• REQUIRED WORK
From the records below, please repeat exactly the line that has "impl TryFrom<StackPieces> for", the line that has "for an empty", and every line between them, and nothing else.
DATA FOR THE TASK section start
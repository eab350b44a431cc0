//! Deck construction and dealing.

use strum::IntoEnumIterator;

use super::rng::{PcgRng, RngOracle, compute_seed};
use crate::config::GameConfig;
use crate::state::{Board, Color, GameState, InitializationError, Piece, PieceId, PieceKind, Position, Stack};

/// The 32 pieces of a game in dealing order. Entry `i` becomes [`PieceId`]
/// `i` and is dealt face-down to the cell with index `i`.
///
/// Every `Deck` value holds the standard composition; custom orders go
/// through [`Deck::from_entries`], which checks it.
#[derive(Clone, Debug, PartialEq, Eq)]
#[cfg_attr(feature = "serde", derive(serde::Serialize, serde::Deserialize))]
pub struct Deck {
    entries: Vec<(PieceKind, Color)>,
}

impl Deck {
    /// Unshuffled standard deck: all Red pieces by kind, then all Black.
    pub fn standard() -> Self {
        let entries = Color::iter()
            .flat_map(|color| {
                PieceKind::iter().flat_map(move |kind| {
                    std::iter::repeat_n((kind, color), kind.copies_per_color())
                })
            })
            .collect();
        Self { entries }
    }

    /// Standard deck in a Fisher-Yates order drawn from `rng`.
    pub fn shuffled<R>(rng: &R, seed: u64) -> Self
    where
        R: RngOracle + ?Sized,
    {
        let mut deck = Self::standard();
        for i in (1..deck.entries.len()).rev() {
            let j = rng.range(compute_seed(seed, i as u64, 0), 0, i as u32) as usize;
            deck.entries.swap(i, j);
        }
        deck
    }

    /// Builds a deck in the given order after checking its size and
    /// composition.
    pub fn from_entries(entries: Vec<(PieceKind, Color)>) -> Result<Self, InitializationError> {
        if entries.len() != GameConfig::PIECE_COUNT {
            return Err(InitializationError::DeckSize {
                expected: GameConfig::PIECE_COUNT,
                found: entries.len(),
            });
        }
        for color in Color::iter() {
            for kind in PieceKind::iter() {
                let found = entries
                    .iter()
                    .filter(|entry| **entry == (kind, color))
                    .count();
                let expected = kind.copies_per_color();
                if found != expected {
                    return Err(InitializationError::DeckComposition {
                        kind,
                        color,
                        expected,
                        found,
                    });
                }
            }
        }
        Ok(Self { entries })
    }

    pub fn entries(&self) -> &[(PieceKind, Color)] {
        &self.entries
    }
}

/// Where the starting order of a game comes from.
#[derive(Clone, Debug, PartialEq, Eq)]
pub enum DealSource {
    /// Shuffle the standard deck with [`PcgRng`] and this seed.
    Seeded(u64),
    /// Deal a deck exactly as given.
    Prebuilt(Deck),
}

/// Deals a new game: every piece face-down, one per cell, colors unassigned,
/// the first seat on turn.
pub fn init_game(source: DealSource, config: GameConfig) -> GameState {
    let deck = match source {
        DealSource::Seeded(seed) => Deck::shuffled(&PcgRng, seed),
        DealSource::Prebuilt(deck) => deck,
    };
    deal(&deck, config)
}

/// [`init_game`] with a caller-supplied RNG oracle.
pub fn init_game_with<R>(rng: &R, seed: u64, config: GameConfig) -> GameState
where
    R: RngOracle + ?Sized,
{
    deal(&Deck::shuffled(rng, seed), config)
}

fn deal(deck: &Deck, config: GameConfig) -> GameState {
    let mut board = Board::empty();
    for (index, (kind, color)) in deck.entries().iter().enumerate() {
        let position = Position::from_index(index);
        let piece = Piece::new(PieceId(index as u8), *kind, *color);
        board.place(position, Stack::single(piece));
    }
    tracing::debug!(pieces = board.piece_count(), "dealt new game");
    GameState::new(config, board)
}

#[cfg(test)]
mod tests {
    use super::*;

    #[test]
    fn standard_deck_has_sixteen_per_color() {
        let deck = Deck::standard();
        assert_eq!(deck.entries().len(), 32);
        for color in Color::iter() {
            assert_eq!(
                deck.entries().iter().filter(|(_, c)| *c == color).count(),
                16
            );
        }
        assert!(Deck::from_entries(deck.entries().to_vec()).is_ok());
    }

    #[test]
    fn shuffle_is_seeded() {
        let a = Deck::shuffled(&PcgRng, 11);
        let b = Deck::shuffled(&PcgRng, 11);
        let c = Deck::shuffled(&PcgRng, 12);
        assert_eq!(a, b);
        assert_ne!(a, c);
        assert!(Deck::from_entries(a.entries().to_vec()).is_ok());
    }

    #[test]
    fn rejects_malformed_decks() {
        let mut entries = Deck::standard().entries().to_vec();
        entries.pop();
        assert_eq!(
            Deck::from_entries(entries.clone()),
            Err(InitializationError::DeckSize {
                expected: 32,
                found: 31
            })
        );

        entries.push((PieceKind::General, Color::Black));
        assert!(matches!(
            Deck::from_entries(entries),
            Err(InitializationError::DeckComposition { .. })
        ));
    }

    #[test]
    fn dealt_game_is_hidden_and_full() {
        let state = init_game(DealSource::Seeded(5), GameConfig::default());
        assert_eq!(state.board.piece_count(), 32);
        assert!(state.board.stacks().all(|(_, stack)| !stack.is_revealed() && stack.weight() == 1));
        assert!(!state.colors_assigned);
        assert_eq!(state.total_pieces(), 32);

        let prebuilt = init_game(DealSource::Prebuilt(Deck::standard()), GameConfig::default());
        let first = prebuilt.board.get(Position::ORIGIN).unwrap().top();
        assert_eq!(first.id, PieceId(0));
        assert_eq!(first.kind, PieceKind::General);
        assert_eq!(first.color, Color::Red);
    }
}
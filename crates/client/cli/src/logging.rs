//! Tracing setup: a session log file, optionally mirrored to stderr.

use std::path::{Path, PathBuf};
use std::time::{SystemTime, UNIX_EPOCH};

use anyhow::{Context, Result};
use tracing_appender::non_blocking::WorkerGuard;
use tracing_subscriber::layer::SubscriberExt;
use tracing_subscriber::util::SubscriberInitExt;
use tracing_subscriber::EnvFilter;

use crate::config::HarnessConfig;

/// Installs the global subscriber. Keep the returned guard alive until exit
/// so buffered log lines are flushed.
pub fn setup_logging(config: &HarnessConfig) -> Result<WorkerGuard> {
    let log_dir = config.log_dir.clone().unwrap_or_else(default_log_dir);
    let session_dir = session_dir(&log_dir);
    std::fs::create_dir_all(&session_dir)
        .with_context(|| format!("failed to create log directory {}", session_dir.display()))?;

    let file_appender = tracing_appender::rolling::never(&session_dir, "banqi.log");
    let (non_blocking_file, guard) = tracing_appender::non_blocking(file_appender);

    let env_filter = EnvFilter::try_from_default_env().unwrap_or_else(|_| EnvFilter::new("info"));

    let file_layer = tracing_subscriber::fmt::layer()
        .with_writer(non_blocking_file)
        .with_ansi(false);

    let stderr_layer = config.log_stderr.then(|| {
        tracing_subscriber::fmt::layer()
            .with_writer(std::io::stderr)
            .with_target(false)
    });

    tracing_subscriber::registry()
        .with(env_filter)
        .with(file_layer)
        .with(stderr_layer)
        .try_init()
        .context("failed to install tracing subscriber")?;

    tracing::info!(log_file = %session_dir.join("banqi.log").display(), "logging initialized");
    Ok(guard)
}

/// Platform cache directory for banqi logs.
///
/// - macOS: `~/Library/Caches/banqi/logs`
/// - Linux: `~/.cache/banqi/logs` (or `$XDG_CACHE_HOME/banqi/logs`)
/// - Windows: `%LOCALAPPDATA%\banqi\cache\logs`
pub fn default_log_dir() -> PathBuf {
    directories::ProjectDirs::from("", "", "banqi")
        .map(|dirs| dirs.cache_dir().to_path_buf())
        .unwrap_or_else(|| std::env::temp_dir().join("banqi"))
        .join("logs")
}

fn session_dir(log_dir: &Path) -> PathBuf {
    let timestamp = SystemTime::now()
        .duration_since(UNIX_EPOCH)
        .map(|elapsed| elapsed.as_secs())
        .unwrap_or_default();
    log_dir.join(format!("session_{timestamp}"))
}
use arrayvec::ArrayVec;

use super::{Color, Piece, PieceId, PieceKind};
use crate::config::GameConfig;
use crate::state::InitializationError;

/// Bounded storage for the pieces of one stack, bottom first.
pub type StackPieces = ArrayVec<Piece, { GameConfig::MAX_STACK_HEIGHT }>;

/// Effective kind of a piece sequence for movement and size limits: the first
/// non-General piece scanning from the bottom, or General when the sequence is
/// all Generals (or empty).
pub fn base_kind_of(pieces: &[Piece]) -> PieceKind {
    pieces
        .iter()
        .map(|piece| piece.kind)
        .find(|kind| *kind != PieceKind::General)
        .unwrap_or(PieceKind::General)
}

/// An ordered, non-empty pile of pieces occupying one board cell.
///
/// Only the top piece is visible, movable, or targetable. Every constructor
/// refuses empty input, so [`Stack::top`] is always defined; an emptied stack
/// is dropped from the board rather than kept around.
#[derive(Clone, Debug, PartialEq, Eq)]
#[cfg_attr(feature = "serde", derive(serde::Serialize, serde::Deserialize))]
#[cfg_attr(feature = "serde", serde(try_from = "StackRepr"))]
pub struct Stack {
    pieces: StackPieces,
}

/// Unchecked wire form; deserialized stacks go through [`Stack::try_from`].
#[cfg(feature = "serde")]
#[derive(serde::Deserialize)]
struct StackRepr {
    pieces: StackPieces,
}

#[cfg(feature = "serde")]
impl TryFrom<StackRepr> for Stack {
    type Error = InitializationError;

    fn try_from(repr: StackRepr) -> Result<Self, Self::Error> {
        Self::try_from(repr.pieces)
    }
}

impl TryFrom<StackPieces> for Stack {
    type Error = InitializationError;

    fn try_from(pieces: StackPieces) -> Result<Self, Self::Error> {
        if pieces.is_empty() {
            return Err(InitializationError::EmptyStack);
        }
        Ok(Self { pieces })
    }
}

impl Stack {
    /// A stack holding a single piece.
    pub fn single(piece: Piece) -> Self {
        let mut pieces = StackPieces::new();
        pieces.push(piece);
        Self { pieces }
    }

    /// Builds a stack from bottom-to-top pieces. Returns `None` for an empty
    /// slice or one taller than [`GameConfig::MAX_STACK_HEIGHT`].
    pub fn from_pieces(pieces: &[Piece]) -> Option<Self> {
        let pieces = StackPieces::try_from(pieces).ok()?;
        Self::try_from(pieces).ok()
    }

    pub fn pieces(&self) -> &[Piece] {
        &self.pieces
    }

    pub fn into_pieces(self) -> StackPieces {
        self.pieces
    }

    pub fn top(&self) -> &Piece {
        &self.pieces[self.pieces.len() - 1]
    }

    pub fn top_mut(&mut self) -> &mut Piece {
        let last = self.pieces.len() - 1;
        &mut self.pieces[last]
    }

    /// Number of pieces; the primary capture criterion.
    pub fn weight(&self) -> usize {
        self.pieces.len()
    }

    /// Color of whoever controls the stack (the top piece's color).
    pub fn owner(&self) -> Color {
        self.top().color
    }

    pub fn is_revealed(&self) -> bool {
        self.top().face_up
    }

    pub fn base_kind(&self) -> PieceKind {
        base_kind_of(&self.pieces)
    }

    pub fn size_limit(&self) -> usize {
        self.base_kind().stack_limit()
    }

    pub fn within_limit(&self) -> bool {
        self.weight() <= self.size_limit()
    }

    pub fn contains(&self, id: PieceId) -> bool {
        self.pieces.iter().any(|piece| piece.id == id)
    }

    /// Returns `self` with `upper` placed on top, or `None` when the result
    /// would exceed the physical stack capacity. Rule checks (type, color,
    /// per-kind limits) belong to the composition rules, not here.
    pub fn stacked_with(&self, upper: &Stack) -> Option<Stack> {
        let mut pieces = self.pieces.clone();
        pieces.try_extend_from_slice(upper.pieces()).ok()?;
        Some(Stack { pieces })
    }

    /// Removes the pieces with the given ids, keeping the relative order of the
    /// rest. Returns the removed pieces and the remaining stack (`None` if
    /// nothing is left).
    pub fn without(&self, ids: &[PieceId]) -> (Vec<Piece>, Option<Stack>) {
        let (removed, kept): (Vec<Piece>, Vec<Piece>) = self
            .pieces
            .iter()
            .copied()
            .partition(|piece| ids.contains(&piece.id));
        (removed, Stack::from_pieces(&kept))
    }
}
DATA FOR THE TASK section end
• YOUR RESPONSE
impl TryFrom<StackPieces> for Stack {
    type Error = InitializationError;

    fn try_from(pieces: StackPieces) -> Result<Self, Self::Error> {
        if pieces.is_empty() {
            return Err(InitializationError::EmptyStack);
        }
        Ok(Self { pieces })
    }
}

impl Stack {
    /// A stack holding a single piece.
    pub fn single(piece: Piece) -> Self {
        let mut pieces = StackPieces::new();
        pieces.push(piece);
        Self { pieces }
    }

    /// Builds a stack from bottom-to-top pieces. Returns `None` for an empty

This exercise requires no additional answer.